Hoja XI. Recelo
—Tío Drec, ¿me estabas vigilando? —preguntó, indignada, Diska.
—Estaba subido ahí arriba cuando vi a este tipo y me puse alerta. No debes confiar en los desconocidos, Diska —explicó él.
—En ese caso, ¿para qué perder el tiempo hablando con nadie, si no me conozco ni yo?
—¿De qué estás hablando? —quiso saber el Degemonio.
—Yo solo quería ayudar. La vi caerse y hacerse daño, así que...—se excusó el individuo de la capa.
—¡No te metas! —ordenó Drec— Volvamos a casa, Diska. Deja de hacer tonterías.
El demonio trató de tomar la mano de la muchacha, pero esta no se dejó.
—¡No!¡No pienso volver!
—Creo que deberías dejar en paz a la chiquilla —comentó el desconocido.
—¿No te acabo de decir que no te metas?
El Degemonio se acercó violentamente al extraño y le propinó un puñetazo en el estómago. Este se dobló por la mitad.
—¡Para!¡No le hagas daño, tío! —imploraba una desolada Diska.
Pero nadie parecía escucharla. El demonio no cesó sus golpes. El misterioso ser quedó tendido en el suelo.
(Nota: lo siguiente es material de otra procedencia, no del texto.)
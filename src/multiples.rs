use std::collections::{BTreeMap, BTreeSet, HashMap};

use chrono::NaiveDate;
use serde::Serialize;

use crate::metrics;
use crate::models::{FlowRecord, HourProfile, PodiumEntry};

pub const PODIUM_SIZE: usize = 3;

#[derive(Debug, Clone, PartialEq, Eq)]
pub enum StoreSelection {
    TopN(usize),
    Manual(Vec<String>),
}

#[derive(Debug, Clone, PartialEq, Serialize)]
pub struct SmallMultiples {
    pub stores: Vec<String>,
    pub normalized: bool,
    pub profiles: Vec<HourProfile>,
    pub podium: Vec<PodiumEntry>,
}

impl SmallMultiples {
    pub fn plotted(&self, profile: &HourProfile) -> Option<f64> {
        if self.normalized {
            profile.norm_pct
        } else {
            Some(profile.flow)
        }
    }
}

pub fn ranked_stores(records: &[FlowRecord]) -> Vec<String> {
    let mut seen = BTreeSet::new();
    metrics::store_ranking(records)
        .into_iter()
        .filter(|t| seen.insert(t.store.clone()))
        .map(|t| t.store)
        .collect()
}

pub fn select_stores(records: &[FlowRecord], selection: &StoreSelection) -> Vec<String> {
    let ranked = ranked_stores(records);
    match selection {
        StoreSelection::TopN(n) => ranked.into_iter().take(*n).collect(),
        StoreSelection::Manual(picked) => ranked
            .into_iter()
            .filter(|store| picked.contains(store))
            .collect(),
    }
}

pub fn small_multiples(
    records: &[FlowRecord],
    selection: &StoreSelection,
    normalized: bool,
) -> Option<SmallMultiples> {
    let stores = select_stores(records, selection);
    if stores.is_empty() {
        return None;
    }

    let store_day_hour = store_day_hour_sums(records);
    let chosen = |store: &str| stores.iter().any(|s| s == store);

    // Sum across days for each (store, id, hour).
    let mut period: BTreeMap<(&str, &str, i64), f64> = BTreeMap::new();
    // Per (store, hour): sum and count of the store-day-hour cells plus the days seen.
    let mut per_hour: HashMap<(&str, i64), (f64, usize, BTreeSet<NaiveDate>)> = HashMap::new();

    for ((store, store_id, date, hour), flow) in &store_day_hour {
        let cell = per_hour.entry((*store, *hour)).or_default();
        cell.0 += flow;
        cell.1 += 1;
        cell.2.insert(*date);

        if chosen(*store) {
            *period.entry((*store, *store_id, *hour)).or_insert(0.0) += flow;
        }
    }

    let profiles: Vec<HourProfile> = period
        .iter()
        .map(|((store, store_id, hour), flow)| {
            let (baseline_hora, n_dias) = per_hour
                .get(&(*store, *hour))
                .map(|(sum, count, days)| (Some(sum / *count as f64), Some(days.len())))
                .unwrap_or((None, None));
            let esperado = baseline_hora.zip(n_dias).map(|(b, n)| b * n as f64);
            let norm_pct = esperado
                .filter(|e| *e > 0.0)
                .map(|e| (flow / e - 1.0) * 100.0);

            HourProfile {
                store: store.to_string(),
                store_id: store_id.to_string(),
                hour: *hour,
                flow: *flow,
                baseline_hora,
                n_dias,
                esperado,
                norm_pct,
            }
        })
        .collect();

    let podium = podium(&profiles);

    Some(SmallMultiples {
        stores,
        normalized,
        profiles,
        podium,
    })
}

/// Top stores for each hour; ties keep the first row seen.
pub fn podium(profiles: &[HourProfile]) -> Vec<PodiumEntry> {
    let mut by_hour: BTreeMap<i64, Vec<&HourProfile>> = BTreeMap::new();
    for profile in profiles {
        by_hour.entry(profile.hour).or_default().push(profile);
    }

    let mut entries = Vec::new();
    for (hour, mut rows) in by_hour {
        // Stable sort keeps first appearance on equal flow.
        rows.sort_by(|a, b| b.flow.partial_cmp(&a.flow).unwrap_or(std::cmp::Ordering::Equal));
        entries.extend(rows.into_iter().take(PODIUM_SIZE).enumerate().map(|(idx, p)| {
            PodiumEntry {
                store: p.store.clone(),
                store_id: p.store_id.clone(),
                hour,
                flow: p.flow,
                rank: idx + 1,
            }
        }));
    }
    entries
}

fn store_day_hour_sums(records: &[FlowRecord]) -> BTreeMap<(&str, &str, NaiveDate, i64), f64> {
    let mut sums = BTreeMap::new();
    for record in records {
        let (Some(date), Some(hour)) = (record.date, record.hour) else {
            continue;
        };
        *sums
            .entry((record.store.as_str(), record.store_id.as_str(), date, hour))
            .or_insert(0.0) += record.flow.unwrap_or(0.0);
    }
    sums
}

#[cfg(test)]
mod tests {
    use super::*;

    fn record(store: &str, day: u32, hour: i64, flow: f64) -> FlowRecord {
        FlowRecord {
            company: "A".to_string(),
            store: store.to_string(),
            store_id: format!("id-{store}"),
            date: NaiveDate::from_ymd_opt(2024, 1, day),
            hour: Some(hour),
            flow: Some(flow),
        }
    }

    fn sample() -> Vec<FlowRecord> {
        vec![
            record("Big", 1, 9, 100.0),
            record("Big", 2, 9, 50.0),
            record("Big", 1, 10, 30.0),
            record("Mid", 1, 9, 40.0),
            record("Mid", 1, 10, 30.0),
            record("Low", 1, 9, 10.0),
            record("Tiny", 1, 9, 1.0),
        ]
    }

    #[test]
    fn top_n_follows_ranking() {
        assert_eq!(
            select_stores(&sample(), &StoreSelection::TopN(2)),
            vec!["Big".to_string(), "Mid".to_string()]
        );
    }

    #[test]
    fn manual_selection_keeps_ranking_order() {
        let picked = StoreSelection::Manual(vec!["Low".to_string(), "Big".to_string(), "Nope".to_string()]);
        assert_eq!(select_stores(&sample(), &picked), vec!["Big".to_string(), "Low".to_string()]);
    }

    #[test]
    fn empty_selection_yields_none() {
        assert!(small_multiples(&sample(), &StoreSelection::Manual(vec![]), false).is_none());
        assert!(small_multiples(&[], &StoreSelection::TopN(6), false).is_none());
    }

    #[test]
    fn profiles_carry_hour_baseline() {
        let panels = small_multiples(&sample(), &StoreSelection::TopN(1), true).unwrap();
        assert_eq!(panels.stores, vec!["Big".to_string()]);
        assert_eq!(panels.profiles.len(), 2);

        let nine = &panels.profiles[0];
        assert_eq!(nine.hour, 9);
        assert_eq!(nine.flow, 150.0);
        assert_eq!(nine.baseline_hora, Some(75.0));
        assert_eq!(nine.n_dias, Some(2));
        assert_eq!(nine.esperado, Some(150.0));
        assert_eq!(nine.norm_pct, Some(0.0));
        assert_eq!(panels.plotted(nine), Some(0.0));

        let ten = &panels.profiles[1];
        assert_eq!(ten.n_dias, Some(1));
        assert_eq!(ten.norm_pct, Some(0.0));
    }

    #[test]
    fn plotted_value_follows_toggle() {
        let panels = small_multiples(&sample(), &StoreSelection::TopN(1), false).unwrap();
        assert_eq!(panels.plotted(&panels.profiles[0]), Some(150.0));
    }

    #[test]
    fn podium_keeps_top_three_per_hour() {
        let panels = small_multiples(&sample(), &StoreSelection::TopN(4), false).unwrap();
        let nine: Vec<(&str, usize)> = panels
            .podium
            .iter()
            .filter(|e| e.hour == 9)
            .map(|e| (e.store.as_str(), e.rank))
            .collect();
        assert_eq!(nine, vec![("Big", 1), ("Mid", 2), ("Low", 3)]);

        let ten: Vec<(&str, usize)> = panels
            .podium
            .iter()
            .filter(|e| e.hour == 10)
            .map(|e| (e.store.as_str(), e.rank))
            .collect();
        // Equal flow: the first row in (store, id, hour) order ranks higher.
        assert_eq!(ten, vec![("Big", 1), ("Mid", 2)]);
        assert!(panels.podium.windows(2).all(|w| (w[0].hour, w[0].rank) < (w[1].hour, w[1].rank)));
    }
}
—Si me disculpas, ¿me honrarías con tu bellísimo rostro?
Drec extendió su brazo. Antes de que pudiera retirarle la capucha, el desconocido reunió fuerzas para agarrar el brazo de su oponente, impidiéndole realizar aquella acción.
Diska contempló con horror al dolorido Degemonio. De un momento a otro había empezado a gritar. A berrear como un animal.
—¡Diska!¡Huye! —clamó una voz.
De pronto, la joven sintió una mano agarrando la suya y se vio a sí misma corriendo junto a Siek.
Mantuvieron la misma velocidad durante un buen rato, hasta que el Hiemonio la condujo a un arbusto en el que permanecieron ocultos.
Trataron de tomar aire. La carrera la había agotado por completo.
—¿Estás bien? ¿Te han hecho daño? —inquirió con aire de preocupación el demonio.
Los últimos recuerdos que había guardado su memoria cayeron con gran peso en su corazón. No pudo reprimir las lágrimas. Entonces, abrazó a Siek con todas sus fuerzas.
—Tranquila. Ahora estás a salvo.
Sintió las manos del Hiemonio acariciando su espalda y aliviando un poco su carga. Solo habló cuando se hubo desahogado lo suficiente.
—He vivido una mentira todo este tiempo, Siek. No soy capaz de confiar en nadie. Me han engañado aquellos a quien más quería. Yo...yo...
Se le cortó la voz. No pudo seguir hablando.
—No tienes por qué contármelo todo si te duele. Dejemos que las cosas vayan a tu ritmo, ¿vale? —siguió consolándola el demonio.
Dejaron de abrazarse.
Diska asintió. Todavía le temblaban los labios.
—Aunque, la verdad es que me había asustado. Pensaba que ese Degemonio te atacaría en cualquier momento —confesó el Hiemonio.
—¿Por qué?
La muchacha sabía que Drec nunca podría herirla. O quizá se equivocaba también. En realidad, ya no sabía nada.
—¿Has visto cómo actuó? —Diska volvió a asentir— Estoy seguro de que le ha afectado la maldición.
—¿Quieres decir que Drec ha caído enfermo? ¿Se va a morir?
—Es muy probable. No creo que su final esté muy próximo. Puede que tarde años, pero, sin lugar a dudas, su sufrimiento va a ser constante.
—¡No quiero que sufra! —exclamó la impotencia de Diska.
—Yo ya te confié la única solución. No podemos hacer nada más por él. Lo siento —sentenció.
—Pero...
La joven apretó los puños. Tenía que haber otra forma. Cualquiera le servía, siempre y cuando no le obligase a matar a sus amigos.
—Yo estaré contigo para lo que haga falta, Diska. No temas. ¿Confías en mí?
«Confiar».
La muchacha se había olvidado del significado de aquella palabra.
—No. No confío en nadie —afirmó.
El demonio bajó la cabeza. Parecía frustrado.
—Entiendo. —Siek se levantó— Siento haberte hecho perder el tiempo, Diska. Hasta siempre.
Lo vio partir y notó algo en su alma que se quebró en miles de pedazos.
Sin embargo, sabía que aquella despedida le dolía más al corazón de un Hiemonio de lo que le podía doler a ella.
Su voz interior apareció otra vez en su mente.
«Eres lo peor».
Las ganas de llorar acompañaron a sus náuseas en su característico ritual.